According to a study published in October 2017 by Pew Research, there’s a division of opinion in many countries today on whether states are more effectively governed by “experts” or elected officials. In advanced economies, young adults are more likely than older people to prefer technocracy to democracy. The study found that in the U.S., 46 percent of those aged 18 to 29 would prefer to be governed by experts compared with 36 percent of respondents aged 50 and older.
A study from Harvard’s Yascha Mounk and the University of Melbourne’s Roberto Stefan Foa published in the Journal of Democracy in January 2017 produced an even more striking result. Just 19 percent of U.S. millennials agreed with the statement that “military takeover is not legitimate in a democracy.” Among older citizens, the total was a still-surprising 43 percent. (In Europe, by contrast, the corresponding numbers were 36 percent for younger people and 53 percent for older people.) Perhaps most alarming was the revelation than one quarter of millennials agreed that “choosing leaders through free elections is unimportant.” Just 14 percent of Baby Boomers and 10 percent of older Americans agreed.

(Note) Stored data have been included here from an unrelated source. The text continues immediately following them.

//! Application configuration: `quill.toml` plus `.env` and `QUILL_*` overrides

use std::fs;
use std::path::{Path, PathBuf};

use anyhow::{Context, Result};
use quill_orm::DatabaseConfig;
use quill_web::ServerConfig;
use serde::Deserialize;
use tracing::{debug, info};

#[derive(Debug, Clone, Default, Deserialize)]
#[serde(default)]
pub struct AppConfig {
    pub database: DatabaseConfig,
    pub server: ServerConfig,
}

impl AppConfig {
    /// Load from `path`, or from the default location when `path` is None.
    ///
    /// An explicit path must exist; a missing default file yields defaults,
    /// leaving the environment to supply the database settings.
    pub fn load(path: Option<&Path>) -> Result<Self> {
        let mut config = match path {
            Some(path) => Self::from_file(path)?,
            None => {
                let default_path = Self::config_path();
                if default_path.exists() {
                    Self::from_file(&default_path)?
                } else {
                    debug!("No config at {}, using defaults", default_path.display());
                    Self::default()
                }
            }
        };

        config
            .database
            .apply_env_overrides()
            .context("Invalid QUILL_* environment override")?;
        Ok(config)
    }

    fn from_file(path: &Path) -> Result<Self> {
        let content = fs::read_to_string(path)
            .with_context(|| format!("Failed to read config file: {}", path.display()))?;
        let config: Self = toml::from_str(&content)
            .with_context(|| format!("Failed to parse {} (invalid TOML)", path.display()))?;
        info!("Loaded configuration from {}", path.display());
        Ok(config)
    }

    /// Get config file path: ~/.quill/config.toml
    pub fn config_path() -> PathBuf {
        dirs::home_dir()
            .unwrap_or_else(|| PathBuf::from("."))
            .join(".quill/config.toml")
    }
}

/// Load `.env` from the current directory, then `~/.quill/.env`.
/// Variables already set are never overwritten.
pub fn load_dotenv() {
    if let Ok(path) = dotenvy::dotenv() {
        debug!("Loaded .env from current directory: {}", path.display());
    }

    if let Some(home) = dirs::home_dir() {
        let env_file = home.join(".quill").join(".env");
        if env_file.exists() {
            match dotenvy::from_path(&env_file) {
                Ok(()) => debug!("Loaded .env from {}", env_file.display()),
                Err(e) => debug!("Failed to load {}: {}", env_file.display(), e),
            }
        }
    }
}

Those of us over 40 wonder what’s going on. Maybe it’s that young Americans — and Westerners generally — have grown up without a fascist or communist enemy to pose an existential threat. The Berlin Wall has now been down longer than it was up, and no one under 35 will remember a time when unauthorized passage from East to West Berlin would get you shot. In a world where even the Communists are no longer communists (China’s state-capitalism is a far cry from Marx, to be sure), there’s no competing ideology forcing those who live in democracies to consider what life might be like without it.
Or maybe it’s that democracy in America no longer seems to be working. During the 1930s, economic depression led many to look abroad for alternatives to democracy and free-market capitalism. American millennials have never stood in a bread line, but they have experienced the most severe financial crisis since the 30s, a dramatic widening of the gap between richest and poorest, a hollowing out of the middle and working classes, and a level of dysfunction and petty partisan hostility in Washington that seems to get worse by the week.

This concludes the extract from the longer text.